Work item: Each line from the opening of the records that follow to the line with "side: the per-clock-domain" needs to be written out exactly. Add nothing.
··· Records provided
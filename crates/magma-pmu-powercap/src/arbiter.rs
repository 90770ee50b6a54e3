//! # Limit Arbitration & Output Bookkeeping
//!
//! Budget side: merges the limit requests of competing clients (RM,
//! thermal, battery, acoustic, ...) into the single active budget a policy
//! solves against - minimum wins. Output side: the per-clock-domain
//! frequency ceilings the solver hands to the frequency arbiter, in kHz.

use arrayvec::ArrayVec;
use magma_pmu_core::error::{Error, Result};
use magma_pmu_core::types::{ClkDomIdx, KiloHertz, PwrValue, MAX_CLK_DOMAINS, MAX_RAILS};

/// Most clients that can hold a limit request against one policy
pub const MAX_LIMIT_CLIENTS: usize = 8;

// =============================================================================
// LIMIT ARBITER
// =============================================================================

/// Min-merge of client limit requests into one active budget
///
/// A slot holding [`PwrValue::MAX`] is "no request". The table is bounded;
/// client identity is the caller's slot assignment.
#[derive(Debug, Clone)]
pub struct LimitArbiter {
    requests: [PwrValue; MAX_LIMIT_CLIENTS],
}

impl LimitArbiter {
    /// Create an arbiter with no requests outstanding
    pub const fn new() -> Self {
        Self {
            requests: [PwrValue::MAX; MAX_LIMIT_CLIENTS],
        }
    }

    /// Set a client's limit request
    pub fn request(&mut self, client: usize, limit: PwrValue) -> Result<()> {
        if client >= MAX_LIMIT_CLIENTS {
            return Err(Error::InvalidArgument);
        }
        self.requests[client] = limit;
        Ok(())
    }

    /// Withdraw a client's limit request
    pub fn clear(&mut self, client: usize) -> Result<()> {
        self.request(client, PwrValue::MAX)
    }

    /// The active budget: the lowest outstanding request
    ///
    /// [`PwrValue::MAX`] (uncapped) when no client has a request in.
    pub fn active(&self) -> PwrValue {
        self.requests
            .iter()
            .fold(PwrValue::MAX, |acc, &r| acc.min(r))
    }
}

// =============================================================================
// BUDGETS
// =============================================================================

/// Budgets one evaluation solves against
#[derive(Debug, Clone)]
pub struct Budgets {
    /// Aggregate budget across all rails
    pub total: PwrValue,
    /// Individual per-rail budgets, congruent with the policy's rails
    pub rail: ArrayVec<PwrValue, MAX_RAILS>,
}

// =============================================================================
// DOMAIN CEILINGS
// =============================================================================

/// Per-clock-domain frequency ceilings for the frequency arbiter
///
/// Domains the policy does not cap carry the uncapped sentinel.
#[derive(Debug, Clone, PartialEq, Eq)]
pub struct DomainCeilings {
    ceilings: [KiloHertz; MAX_CLK_DOMAINS],
}

impl DomainCeilings {
    /// All domains uncapped
    pub const fn new() -> Self {
        Self {
            ceilings: [KiloHertz::INVALID; MAX_CLK_DOMAINS],
        }
    }

    /// Cap one domain
    pub fn set(&mut self, dom: ClkDomIdx, ceiling: KiloHertz) -> Result<()> {
        if !dom.is_in_range() {
            return Err(Error::InvalidArgument);
        }
        self.ceilings[dom.as_usize()] = ceiling;
        Ok(())
    }

    /// Ceiling for one domain, the uncapped sentinel when not capped
    pub fn get(&self, dom: ClkDomIdx) -> KiloHertz {
        if dom.is_in_range() {
            self.ceilings[dom.as_usize()]
        } else {
            KiloHertz::INVALID
        }
    }

    /// Iterate capped domains with their ceilings
    pub fn iter_capped(&self) -> impl Iterator<Item = (ClkDomIdx, KiloHertz)> + '_ {
        self.ceilings
            .iter()
            .enumerate()
            .filter(|(_, c)| !c.is_invalid())
            .map(|(i, c)| (ClkDomIdx::new(i as u8), *c))
    }
}

// =============================================================================
// TESTS
// =============================================================================
//! # MAGMA PMU Powercap
//!
//! Closed-loop power-capping solver for the PMU.
//!
//! Given per-policy power or current budgets and one evaluation's worth of
//! telemetry, the solver computes the highest frequency tuple for a set of
//! coupled clock domains that keeps every monitored rail under budget,
//! then ramp-rate limits the result before it reaches the frequency
//! arbiter.
//!
//! ## Pipeline
//!
//! ```text
//! telemetry ──► RailModel::observe (workload, voltage floor, Fmax@Vmin)
//!                      │
//!                      ▼
//!           RegimeSpace::build (piecewise search space, per cycle)
//!                      │
//!                      ▼
//!           search::highest_satisfying (biased binary search + step-back)
//!                      │
//!                      ▼
//!           RampScaler::scale + requantize + re-propagate
//!                      │
//!                      ▼
//!           DomainCeilings (kHz, per clock domain) ──► arbiter
//! ```
//!
//! ## Rules
//!
//! 1. **One evaluation in flight**: single-threaded, run-to-completion
//! 2. **No allocation**: every buffer is sized at construction
//! 3. **Saturate in the model, fail hard in the ramp**: estimate overflow
//!    clamps; ramp-scaling overflow is a configuration bug and errors out

#![no_std]
#![deny(unsafe_op_in_unsafe_fn)]
#![warn(missing_docs)]
#![warn(clippy::all)]
#![allow(clippy::new_without_default)]

#[cfg(feature = "std")]
extern crate std;

// =============================================================================
// MODULE EXPORTS
// =============================================================================

pub mod arbiter;
pub mod config;
pub mod metrics;
pub mod policy;
pub mod rail;
pub mod ramp;
pub mod regime;
pub mod search;

#[cfg(test)]
mod testutil;

// Re-exports for convenience
pub use arbiter::{Budgets, DomainCeilings, LimitArbiter};
pub use config::{PolicyFeatures, PowercapConfig, RailConfig, RampConfig};
pub use metrics::{EstimatedMetrics, ObservedMetrics, PolicyStatus, SolverStats};
pub use policy::{CombinedPolicy, PwrModel};
pub use rail::{RailModel, RailPwrModel};
pub use ramp::RampScaler;
pub use regime::{RegimeId, RegimeSpace};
······
Written response:
filename crates/magma-pmu-powercap/src/arbiter.rs
repository 90770ee50b6a54e3
//! # Limit Arbitration & Output Bookkeeping
//!
//! Budget side: merges the limit requests of competing clients (RM,
//! thermal, battery, acoustic, ...) into the single active budget a policy
//! solves against - minimum wins. Output side: the per-clock-domain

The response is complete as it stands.